- [REQUIREMENT]:
Go through the material below and tally every line with the string "gets". Reply with the number only.

(Beginning of TASK MATERIAL)

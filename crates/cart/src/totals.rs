//! Line and cart total recomputation.
//!
//! Totals are always derived from the lines, never adjusted incrementally:
//! `total_quantity` is the sum of line quantities, `total_amount` the sum of
//! line totals. Subtotal mirrors the total and tax is pinned to zero, since
//! discounts and tax are computed by the commerce platform.

use rust_decimal::{Decimal, RoundingStrategy};
use tracing::warn;

use pineapple_cart_core::{Cart, CartCost, CartItem, Money, ProductVariant};

/// Fewest decimal places a rescaled line total is written with.
pub const MIN_AMOUNT_SCALE: u32 = 2;

/// Parsed line total, with unreadable amounts counted as zero.
#[must_use]
pub fn line_amount(line: &CartItem) -> Decimal {
    match line.cost.total_amount.decimal() {
        Ok(amount) => amount,
        Err(e) => {
            warn!(
                merchandise_id = %line.merchandise.id,
                error = %e,
                "Unreadable line total, counting it as zero"
            );
            Decimal::ZERO
        }
    }
}

/// Sum of line quantities.
#[must_use]
pub fn total_quantity(lines: &[CartItem]) -> i64 {
    lines
        .iter()
        .fold(0_i64, |acc, line| acc.saturating_add(line.quantity))
}

/// Sum of line totals.
#[must_use]
pub fn total_amount(lines: &[CartItem]) -> Decimal {
    lines
        .iter()
        .fold(Decimal::ZERO, |acc, line| acc.saturating_add(line_amount(line)))
}

/// Cart cost for a set of lines.
///
/// The currency comes from the first line, or `fallback_currency` when there
/// are none.
#[must_use]
pub fn cart_cost(lines: &[CartItem], fallback_currency: &str) -> CartCost {
    let currency = lines
        .first()
        .map_or(fallback_currency, |line| {
            line.cost.total_amount.currency_code.as_str()
        });
    let total = Money::from_decimal(total_amount(lines), currency);

    CartCost {
        subtotal_amount: total.clone(),
        total_amount: total,
        total_tax_amount: Money::zero(currency),
    }
}

/// Recompute `total_quantity` and `cost` from the cart's lines.
///
/// An empty cart gets zero totals in the currency it already had.
pub fn refresh(cart: &mut Cart) {
    if cart.lines.is_empty() {
        let currency = cart.currency_code().to_string();
        cart.total_quantity = 0;
        cart.cost = CartCost::zero(&currency);
        return;
    }

    cart.total_quantity = total_quantity(&cart.lines);
    cart.cost = cart_cost(&cart.lines, cart.currency_code());
}

/// Line total for `quantity` units of a variant at its current price.
#[must_use]
pub fn variant_line_total(variant: &ProductVariant, quantity: i64) -> Money {
    variant.price.times(quantity).unwrap_or_else(|e| {
        warn!(
            merchandise_id = %variant.id,
            error = %e,
            "Cannot price variant, using a zero line total"
        );
        Money::zero(variant.price.currency_code.clone())
    })
}

/// Line total for a new quantity at the line's existing unit price.
///
/// The unit price is inferred as `total / quantity`, so it does not change
/// when only the quantity does. The result is rounded to the previous
/// total's decimal places, but never to fewer than [`MIN_AMOUNT_SCALE`], so
/// `"20"` at quantity 3 becomes `"13.33"` at quantity 2. A line whose stored
/// quantity is not positive has no inferable unit price and gets a zero total.
#[must_use]
pub fn rescaled_line_total(line: &CartItem, new_quantity: i64) -> Money {
    let currency = line.cost.total_amount.currency_code.clone();

    if line.quantity <= 0 {
        warn!(
            merchandise_id = %line.merchandise.id,
            quantity = line.quantity,
            "Line has no positive quantity to infer a unit price from"
        );
        return Money::zero(currency);
    }

    let previous = line_amount(line);
    let scale = previous.scale().max(MIN_AMOUNT_SCALE);

    let rescaled = previous
        .checked_mul(Decimal::from(new_quantity))
        .and_then(|amount| amount.checked_div(Decimal::from(line.quantity)));

    match rescaled {
        Some(amount) => {
            let mut amount =
                amount.round_dp_with_strategy(scale, RoundingStrategy::MidpointAwayFromZero);
            amount.rescale(scale);
            Money::from_decimal(amount, currency)
        }
        None => {
            warn!(
                merchandise_id = %line.merchandise.id,
                new_quantity,
                "Line total overflowed, keeping previous total"
            );
            line.cost.total_amount.clone()
        }
    }
}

(End of TASK MATERIAL)

- [RESULT BELOW]:
2